Brief: Copy out each line of the material that includes the word "bool".

Input for this task:
impl Graph {
    /// Creates a new empty graph.
    pub fn new() -> Self {
        Self::default()
    }

    /// Creates a vertex bound to `index`.
    pub fn add_vertex(&mut self, index: VertexIndex) -> Result<()> {
        if self.by_index.contains_key(&index) {
            return Err(GraphError::VertexAlreadyExists(index));
        }
        let key = self.arena.insert(Vertex::new());
        self.by_index.insert(index, key);
        self.by_key.insert(key, index);
        debug!(index, "added vertex");
        Ok(())
    }

    /// Removes a vertex together with every edge incident to it.
    pub fn remove_vertex(&mut self, index: VertexIndex) -> Result<()> {
        let key = self.key_of(index)?;
        let former = self.arena.isolate(key);
        self.arena.remove(key);
        self.by_index.shift_remove(&index);
        self.by_key.remove(&key);
        debug!(index, edges = former.len(), "removed vertex");
        Ok(())
    }

    /// Adds the undirected edge `{from, to}`.
    ///
    /// `add_edge(a, b)` and `add_edge(b, a)` are the same operation.
    pub fn add_edge(&mut self, from: VertexIndex, to: VertexIndex) -> Result<()> {
        let (from, to) = canonical(from, to);
        if from == to {
            return Err(GraphError::SelfLoop(from));
        }
        let a = self.key_of(from)?;
        let b = self.key_of(to)?;
        self.arena
            .connect(a, b)
            .map_err(|_| GraphError::EdgeAlreadyExists { from, to })?;
        debug!(from, to, "added edge");
        Ok(())
    }

    /// Removes the undirected edge `{from, to}`.
    pub fn remove_edge(&mut self, from: VertexIndex, to: VertexIndex) -> Result<()> {
        let (from, to) = canonical(from, to);
        let a = self.key_of(from)?;
        let b = self.key_of(to)?;
        self.arena
            .disconnect(a, b)
            .map_err(|_| GraphError::EdgeNotFound { from, to })?;
        debug!(from, to, "removed edge");
        Ok(())
    }

    /// Iterates live vertex indices in insertion order.
    pub fn vertices(&self) -> impl Iterator<Item = VertexIndex> + '_ {
        self.by_index.keys().copied()
    }

    pub fn has_vertex(&self, index: VertexIndex) -> bool {
        self.by_index.contains_key(&index)
    }

    /// Returns true if both vertices exist and are adjacent.
    pub fn has_edge(&self, from: VertexIndex, to: VertexIndex) -> bool {
        match (self.by_index.get(&from), self.by_index.get(&to)) {
            (Some(&a), Some(&b)) => self.arena.get(a).is_some_and(|v| v.is_neighbor(b)),
            _ => false,
        }
    }

    /// Gets the indices adjacent to `index`, in the order the edges were added.
    pub fn neighbors_of(&self, index: VertexIndex) -> Result<IndexSet<VertexIndex>> {
        let vertex = self.vertex(self.key_of(index)?);
        Ok(vertex.neighbors().map(|k| self.index_of(k)).collect())
    }

    /// Number of edges incident to `index`.
    pub fn degree(&self, index: VertexIndex) -> Result<usize> {
        Ok(self.vertex(self.key_of(index)?).degree())
    }

    pub fn vertex_count(&self) -> usize {
        self.by_index.len()
    }

    pub fn edge_count(&self) -> usize {
        self.by_index
            .values()
            .map(|&k| self.vertex(k).degree())
            .sum::<usize>()
            / 2
    }

    pub fn is_empty(&self) -> bool {
        self.by_index.is_empty()
    }

    /// Iterates each edge once as a `(smaller, larger)` pair.
    pub fn edges(&self) -> impl Iterator<Item = (VertexIndex, VertexIndex)> + '_ {
        self.by_index.iter().flat_map(move |(&index, &key)| {
            self.vertex(key)
                .neighbors()
                .map(move |k| self.index_of(k))
                .filter(move |&other| index < other)
                .map(move |other| (index, other))
        })
    }

    /// Builds the subgraph induced by `indices`.
    ///
    /// The result holds exactly the given vertices and every edge of this
    /// graph whose endpoints are both among them. Requested indices that
    /// repeat are collapsed.
    pub fn subgraph_with<I>(&self, indices: I) -> Result<Graph>
    where
        I: IntoIterator<Item = VertexIndex>,
    {
        let mut wanted = IndexSet::new();
        for index in indices {
            self.key_of(index)?;
            wanted.insert(index);
        }

        let mut sub = Graph::new();
        for &index in &wanted {
            sub.add_vertex(index)?;
        }
        for &index in &wanted {
            let key = self.by_index[&index];
            for other in self.vertex(key).neighbors().map(|k| self.index_of(k)) {
                if wanted.contains(&other) && !sub.has_edge(index, other) {
                    sub.add_edge(index, other)?;
                }
            }
        }
        Ok(sub)
    }

    /// Builds a graph from untyped JSON in notation form.
    pub fn import(source: &Value) -> Result<Graph> {
        let notation = Notation::from_value(source).map_err(|e| GraphError::import(e.into()))?;
        Self::from_notation(&notation)
    }

    /// Builds a graph from JSON text in notation form.
    pub fn from_json_str(text: &str) -> Result<Graph> {
        let notation = Notation::from_json_str(text).map_err(|e| GraphError::import(e.into()))?;
        Self::from_notation(&notation)
    }

    /// Builds a graph from a typed notation: vertices first, in listed order,
    /// then edges.
    pub fn from_notation(notation: &Notation) -> Result<Graph> {
        let mut graph = Graph::new();
        for &index in &notation.vertices {
            graph.add_vertex(index).map_err(GraphError::import)?;
        }
        for connection in &notation.connections {
            graph
                .add_edge(connection.from, connection.to)
                .map_err(GraphError::import)?;
        }
        debug!(
            vertices = graph.vertex_count(),
            edges = graph.edge_count(),
            "imported graph"
        );
        Ok(graph)
    }

    /// Exports to notation form.
    ///
    /// Connections are listed in depth-first discovery order, so the output
    /// re-imports to a graph with the same decomposition.
    pub fn export(&self) -> Notation {
        let connections: Vec<Connection> = self
            .walk_depth_first()
            .into_iter()
            .map(Connection::from)
            .collect();
        debug!(
            vertices = self.vertex_count(),
            edges = connections.len(),
            "exported graph"
        );
        Notation {
            vertices: self.vertices().collect(),
            connections,
        }
    }

    /// Exports to notation JSON text.
    pub fn to_json_string(&self, pretty: bool) -> String {
        self.export().to_json_string(pretty)
    }

    /// Converts to a petgraph graph whose node weights are the vertex indices.
    pub fn to_petgraph(&self) -> UnGraph<VertexIndex, ()> {
        let mut out = UnGraph::with_capacity(self.vertex_count(), self.edge_count());
        let nodes: HashMap<VertexIndex, NodeIndex> =
            self.vertices().map(|index| (index, out.add_node(index))).collect();
        for (from, to) in self.edges() {
            out.add_edge(nodes[&from], nodes[&to], ());
        }
        out
    }

    /// Number of connected components, isolated vertices included.
    pub fn connected_components(&self) -> usize {
        petgraph::algo::connected_components(&self.to_petgraph())
    }

    /// Returns graph statistics.
    pub fn stats(&self) -> GraphStats {
        GraphStats {
            vertex_count: self.vertex_count(),
            edge_count: self.edge_count(),
            connected_components: self.connected_components(),
        }
    }

    // Arena access for the traversals.

    pub(crate) fn arena_capacity(&self) -> usize {
        self.arena.capacity()
    }

    pub(crate) fn keys(&self) -> impl Iterator<Item = VertexKey> + '_ {
        self.by_index.values().copied()
    }

    pub(crate) fn vertex(&self, key: VertexKey) -> &Vertex {
        // Keys come from `by_index`, which only holds live slots.
        self.arena
            .get(key)
            .unwrap_or_else(|| unreachable!("stale vertex key {key:?}"))
    }

    pub(crate) fn index_of(&self, key: VertexKey) -> VertexIndex {
        self.by_key[&key]
    }

    fn key_of(&self, index: VertexIndex) -> Result<VertexKey> {
        self.by_index
            .get(&index)
            .copied()
            .ok_or(GraphError::VertexNotFound(index))
    }
}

Your solution:
    pub fn has_vertex(&self, index: VertexIndex) -> bool {
    pub fn has_edge(&self, from: VertexIndex, to: VertexIndex) -> bool {
    pub fn is_empty(&self) -> bool {
    pub fn to_json_string(&self, pretty: bool) -> String {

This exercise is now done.